[Data excerpts Boundary: Start]

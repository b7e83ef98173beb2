//! Logging shims which forward to [`defmt`](https://defmt.ferrous-systems.com) when the `defmt` feature is enabled and
//! compile to nothing otherwise, so the library stays usable (and testable) on hosts without a defmt logger.

#![allow(unused_macros)]

macro_rules! trace {
    ($s:literal $(, $x:expr)* $(,)?) => {
        {
            #[cfg(feature = "defmt")]
            ::defmt::trace!($s $(, $x)*);
            #[cfg(not(feature = "defmt"))]
            let _ = ($( & $x ),*);
        }
    };
}

macro_rules! debug {
    ($s:literal $(, $x:expr)* $(,)?) => {
        {
            #[cfg(feature = "defmt")]
            ::defmt::debug!($s $(, $x)*);
            #[cfg(not(feature = "defmt"))]
            let _ = ($( & $x ),*);
        }
    };
}

macro_rules! info {
    ($s:literal $(, $x:expr)* $(,)?) => {
        {
            #[cfg(feature = "defmt")]
            ::defmt::info!($s $(, $x)*);
            #[cfg(not(feature = "defmt"))]
            let _ = ($( & $x ),*);
        }
    };
}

[Data excerpts Boundary: End]

▶ [Activity]: Please make the answer a complete, exact reproduction of the records.

▶ [Solution to this exercise]:
repository b7e83ef98173beb2
//! Logging shims which forward to [`defmt`](https://defmt.ferrous-systems.com) when the `defmt` feature is enabled and
//! compile to nothing otherwise, so the library stays usable (and testable) on hosts without a defmt logger.

#![allow(unused_macros)]

macro_rules! trace {
    ($s:literal $(, $x:expr)* $(,)?) => {
        {
            #[cfg(feature = "defmt")]
            ::defmt::trace!($s $(, $x)*);
            #[cfg(not(feature = "defmt"))]
            let _ = ($( & $x ),*);
        }
    };
}

macro_rules! debug {
    ($s:literal $(, $x:expr)* $(,)?) => {
        {
            #[cfg(feature = "defmt")]
            ::defmt::debug!($s $(, $x)*);
            #[cfg(not(feature = "defmt"))]
            let _ = ($( & $x ),*);
        }
    };
}

macro_rules! info {
    ($s:literal $(, $x:expr)* $(,)?) => {
        {
            #[cfg(feature = "defmt")]
            ::defmt::info!($s $(, $x)*);
            #[cfg(not(feature = "defmt"))]
            let _ = ($( & $x ),*);
        }
    };
}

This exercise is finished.